To do:
Of all the lines below, output only those starting at the one with "use crate::infra_mysql::*;" and ending at the one with "pub struct Server", both ends included, exactly as written.

The data:
────

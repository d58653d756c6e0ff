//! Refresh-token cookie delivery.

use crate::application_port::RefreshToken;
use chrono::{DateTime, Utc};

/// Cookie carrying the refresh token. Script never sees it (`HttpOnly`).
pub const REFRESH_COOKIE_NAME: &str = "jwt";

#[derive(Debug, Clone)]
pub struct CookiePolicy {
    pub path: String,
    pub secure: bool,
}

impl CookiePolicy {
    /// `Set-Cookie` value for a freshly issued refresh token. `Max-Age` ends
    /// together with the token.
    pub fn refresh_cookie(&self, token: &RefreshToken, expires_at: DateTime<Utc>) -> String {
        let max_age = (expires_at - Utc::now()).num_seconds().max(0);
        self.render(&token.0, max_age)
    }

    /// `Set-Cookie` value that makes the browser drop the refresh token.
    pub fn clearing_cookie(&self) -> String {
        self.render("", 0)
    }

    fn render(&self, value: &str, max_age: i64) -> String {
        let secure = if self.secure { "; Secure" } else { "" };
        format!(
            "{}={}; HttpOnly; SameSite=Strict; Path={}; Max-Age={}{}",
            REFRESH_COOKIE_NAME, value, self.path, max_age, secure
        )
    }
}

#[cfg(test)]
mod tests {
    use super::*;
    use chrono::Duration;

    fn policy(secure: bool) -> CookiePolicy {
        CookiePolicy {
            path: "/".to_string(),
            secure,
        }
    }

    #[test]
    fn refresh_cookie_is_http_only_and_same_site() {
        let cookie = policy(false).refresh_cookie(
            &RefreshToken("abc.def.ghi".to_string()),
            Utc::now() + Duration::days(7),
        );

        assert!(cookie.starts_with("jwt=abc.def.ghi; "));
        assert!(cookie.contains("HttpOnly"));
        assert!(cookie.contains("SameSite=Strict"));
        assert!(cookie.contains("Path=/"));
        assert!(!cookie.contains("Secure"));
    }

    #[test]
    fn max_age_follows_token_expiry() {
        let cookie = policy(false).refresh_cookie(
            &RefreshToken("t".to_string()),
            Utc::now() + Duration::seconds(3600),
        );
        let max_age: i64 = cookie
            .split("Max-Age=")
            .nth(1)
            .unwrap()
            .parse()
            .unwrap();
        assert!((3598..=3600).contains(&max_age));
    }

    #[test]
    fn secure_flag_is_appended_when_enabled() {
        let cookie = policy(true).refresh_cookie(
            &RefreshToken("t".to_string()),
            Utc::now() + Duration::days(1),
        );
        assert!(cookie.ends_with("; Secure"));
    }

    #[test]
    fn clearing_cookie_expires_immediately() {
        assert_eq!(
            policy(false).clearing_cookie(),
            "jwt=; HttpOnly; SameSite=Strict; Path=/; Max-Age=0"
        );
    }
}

────

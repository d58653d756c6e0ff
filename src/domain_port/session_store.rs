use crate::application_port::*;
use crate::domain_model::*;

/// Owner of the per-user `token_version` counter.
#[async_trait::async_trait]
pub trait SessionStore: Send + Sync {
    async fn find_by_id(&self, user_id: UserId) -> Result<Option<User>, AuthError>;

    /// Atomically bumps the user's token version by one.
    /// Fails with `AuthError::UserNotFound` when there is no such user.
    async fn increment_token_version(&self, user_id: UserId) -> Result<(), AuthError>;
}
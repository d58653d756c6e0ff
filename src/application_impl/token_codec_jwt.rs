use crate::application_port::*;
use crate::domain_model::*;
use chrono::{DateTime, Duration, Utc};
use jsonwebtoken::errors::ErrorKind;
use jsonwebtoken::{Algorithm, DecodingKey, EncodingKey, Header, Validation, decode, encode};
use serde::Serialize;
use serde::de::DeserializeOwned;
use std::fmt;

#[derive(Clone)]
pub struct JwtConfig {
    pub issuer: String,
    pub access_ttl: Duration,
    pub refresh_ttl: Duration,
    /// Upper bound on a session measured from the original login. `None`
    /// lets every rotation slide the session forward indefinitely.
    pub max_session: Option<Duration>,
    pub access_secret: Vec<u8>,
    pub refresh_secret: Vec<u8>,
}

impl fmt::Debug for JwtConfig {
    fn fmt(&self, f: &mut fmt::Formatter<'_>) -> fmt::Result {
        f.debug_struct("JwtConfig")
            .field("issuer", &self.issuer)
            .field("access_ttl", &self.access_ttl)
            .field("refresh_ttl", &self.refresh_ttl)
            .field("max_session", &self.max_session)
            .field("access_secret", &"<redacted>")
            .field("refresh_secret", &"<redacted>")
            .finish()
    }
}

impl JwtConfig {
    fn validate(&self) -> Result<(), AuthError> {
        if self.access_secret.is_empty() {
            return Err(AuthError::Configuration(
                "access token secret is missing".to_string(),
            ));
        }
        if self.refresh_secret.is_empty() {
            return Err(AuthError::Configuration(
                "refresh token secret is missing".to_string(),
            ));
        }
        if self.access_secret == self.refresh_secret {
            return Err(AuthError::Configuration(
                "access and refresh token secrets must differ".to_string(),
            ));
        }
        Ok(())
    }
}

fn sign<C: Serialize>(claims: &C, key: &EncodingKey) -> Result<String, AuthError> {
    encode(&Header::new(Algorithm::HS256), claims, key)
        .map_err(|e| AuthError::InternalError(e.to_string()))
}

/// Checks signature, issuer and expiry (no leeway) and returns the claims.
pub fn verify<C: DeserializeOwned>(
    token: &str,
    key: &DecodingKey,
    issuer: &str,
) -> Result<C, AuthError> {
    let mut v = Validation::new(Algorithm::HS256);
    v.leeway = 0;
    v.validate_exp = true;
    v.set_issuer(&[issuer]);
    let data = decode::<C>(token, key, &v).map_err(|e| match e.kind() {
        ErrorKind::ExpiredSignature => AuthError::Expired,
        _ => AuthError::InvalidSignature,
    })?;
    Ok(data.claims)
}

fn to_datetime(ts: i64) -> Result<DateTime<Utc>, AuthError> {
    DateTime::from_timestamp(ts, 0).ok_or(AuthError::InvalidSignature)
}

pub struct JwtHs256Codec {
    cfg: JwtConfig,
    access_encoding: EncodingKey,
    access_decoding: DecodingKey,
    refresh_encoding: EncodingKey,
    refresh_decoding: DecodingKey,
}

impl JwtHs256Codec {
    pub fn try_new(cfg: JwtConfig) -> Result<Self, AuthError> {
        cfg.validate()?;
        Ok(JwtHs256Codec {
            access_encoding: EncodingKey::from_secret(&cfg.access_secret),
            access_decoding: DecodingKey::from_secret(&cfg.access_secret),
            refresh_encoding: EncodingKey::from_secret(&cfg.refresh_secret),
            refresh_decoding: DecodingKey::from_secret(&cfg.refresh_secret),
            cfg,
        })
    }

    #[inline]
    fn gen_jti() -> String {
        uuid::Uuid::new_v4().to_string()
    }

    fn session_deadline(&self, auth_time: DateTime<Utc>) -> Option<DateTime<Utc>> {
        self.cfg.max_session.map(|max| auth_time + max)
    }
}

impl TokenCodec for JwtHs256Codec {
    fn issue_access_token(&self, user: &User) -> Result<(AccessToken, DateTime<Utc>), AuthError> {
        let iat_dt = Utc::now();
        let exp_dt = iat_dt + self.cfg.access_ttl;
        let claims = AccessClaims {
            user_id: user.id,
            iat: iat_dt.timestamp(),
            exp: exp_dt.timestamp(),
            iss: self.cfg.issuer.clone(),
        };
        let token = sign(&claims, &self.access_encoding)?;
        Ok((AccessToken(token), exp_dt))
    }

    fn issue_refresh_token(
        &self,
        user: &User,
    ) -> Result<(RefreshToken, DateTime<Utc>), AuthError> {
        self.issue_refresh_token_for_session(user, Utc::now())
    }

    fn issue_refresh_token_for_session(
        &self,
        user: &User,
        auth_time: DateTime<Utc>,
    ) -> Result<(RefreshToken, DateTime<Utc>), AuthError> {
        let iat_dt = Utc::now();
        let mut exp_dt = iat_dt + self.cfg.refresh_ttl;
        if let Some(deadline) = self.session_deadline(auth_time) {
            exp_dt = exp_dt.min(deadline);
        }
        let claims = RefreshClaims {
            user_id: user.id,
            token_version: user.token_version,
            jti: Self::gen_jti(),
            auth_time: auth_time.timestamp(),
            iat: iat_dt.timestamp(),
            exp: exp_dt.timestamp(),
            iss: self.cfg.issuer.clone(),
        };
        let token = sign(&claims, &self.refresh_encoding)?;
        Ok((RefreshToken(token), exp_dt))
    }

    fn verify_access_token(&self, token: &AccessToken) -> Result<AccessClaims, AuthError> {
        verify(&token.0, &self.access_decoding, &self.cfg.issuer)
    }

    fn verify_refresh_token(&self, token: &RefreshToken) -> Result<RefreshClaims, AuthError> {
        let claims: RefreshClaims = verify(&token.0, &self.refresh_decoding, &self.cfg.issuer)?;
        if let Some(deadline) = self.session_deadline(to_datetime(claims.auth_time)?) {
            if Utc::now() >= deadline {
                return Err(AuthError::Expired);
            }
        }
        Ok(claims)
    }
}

────

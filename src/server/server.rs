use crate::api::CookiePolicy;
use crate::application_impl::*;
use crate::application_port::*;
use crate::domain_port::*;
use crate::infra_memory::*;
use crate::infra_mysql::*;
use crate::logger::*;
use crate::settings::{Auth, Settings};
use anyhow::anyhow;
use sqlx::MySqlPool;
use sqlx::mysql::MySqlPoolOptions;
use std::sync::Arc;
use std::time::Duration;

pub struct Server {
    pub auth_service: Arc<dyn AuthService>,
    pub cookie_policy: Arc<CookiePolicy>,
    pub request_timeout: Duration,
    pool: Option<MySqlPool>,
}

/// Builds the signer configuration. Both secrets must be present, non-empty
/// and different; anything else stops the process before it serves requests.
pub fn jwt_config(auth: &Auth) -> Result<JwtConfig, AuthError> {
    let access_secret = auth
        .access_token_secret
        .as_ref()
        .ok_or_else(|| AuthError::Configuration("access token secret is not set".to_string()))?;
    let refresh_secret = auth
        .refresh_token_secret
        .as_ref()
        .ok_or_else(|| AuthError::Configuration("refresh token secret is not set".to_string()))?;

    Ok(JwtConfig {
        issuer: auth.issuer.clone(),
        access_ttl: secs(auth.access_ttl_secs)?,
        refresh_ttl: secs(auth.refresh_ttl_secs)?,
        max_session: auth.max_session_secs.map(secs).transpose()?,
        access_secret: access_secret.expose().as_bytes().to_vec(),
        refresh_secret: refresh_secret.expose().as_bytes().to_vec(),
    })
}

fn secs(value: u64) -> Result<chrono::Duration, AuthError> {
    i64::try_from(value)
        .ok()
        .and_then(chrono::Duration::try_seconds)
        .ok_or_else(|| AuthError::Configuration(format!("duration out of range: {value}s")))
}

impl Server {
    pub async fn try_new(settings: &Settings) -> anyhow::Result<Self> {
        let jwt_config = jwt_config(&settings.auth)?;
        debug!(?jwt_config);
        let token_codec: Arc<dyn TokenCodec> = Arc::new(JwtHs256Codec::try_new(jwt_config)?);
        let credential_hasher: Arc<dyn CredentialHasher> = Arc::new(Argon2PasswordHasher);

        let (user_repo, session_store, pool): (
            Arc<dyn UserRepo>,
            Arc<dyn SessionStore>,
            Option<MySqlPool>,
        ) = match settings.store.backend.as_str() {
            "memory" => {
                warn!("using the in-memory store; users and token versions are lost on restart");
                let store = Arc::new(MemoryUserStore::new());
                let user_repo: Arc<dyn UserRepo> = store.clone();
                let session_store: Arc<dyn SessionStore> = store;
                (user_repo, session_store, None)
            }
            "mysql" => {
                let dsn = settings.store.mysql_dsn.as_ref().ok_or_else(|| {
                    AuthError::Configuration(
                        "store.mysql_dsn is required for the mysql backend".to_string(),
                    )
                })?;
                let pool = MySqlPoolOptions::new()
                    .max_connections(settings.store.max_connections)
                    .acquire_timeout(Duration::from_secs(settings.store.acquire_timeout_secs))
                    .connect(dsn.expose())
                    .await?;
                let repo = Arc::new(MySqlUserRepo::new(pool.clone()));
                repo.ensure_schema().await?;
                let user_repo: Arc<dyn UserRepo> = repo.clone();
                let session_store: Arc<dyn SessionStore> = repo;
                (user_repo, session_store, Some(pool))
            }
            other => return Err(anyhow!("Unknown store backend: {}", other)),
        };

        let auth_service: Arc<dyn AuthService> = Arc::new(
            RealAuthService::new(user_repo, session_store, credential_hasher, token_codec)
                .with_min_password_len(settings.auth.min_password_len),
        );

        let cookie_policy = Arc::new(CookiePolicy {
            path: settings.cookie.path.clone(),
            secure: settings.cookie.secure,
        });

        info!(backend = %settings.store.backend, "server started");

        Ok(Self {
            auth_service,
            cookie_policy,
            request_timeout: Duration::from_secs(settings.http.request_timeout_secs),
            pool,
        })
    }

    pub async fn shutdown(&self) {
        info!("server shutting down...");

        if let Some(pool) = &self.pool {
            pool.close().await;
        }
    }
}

────

Response to the task:
use crate::infra_mysql::*;
use crate::logger::*;
use crate::settings::{Auth, Settings};
use anyhow::anyhow;
use sqlx::MySqlPool;
use sqlx::mysql::MySqlPoolOptions;
use std::sync::Arc;
use std::time::Duration;

pub struct Server {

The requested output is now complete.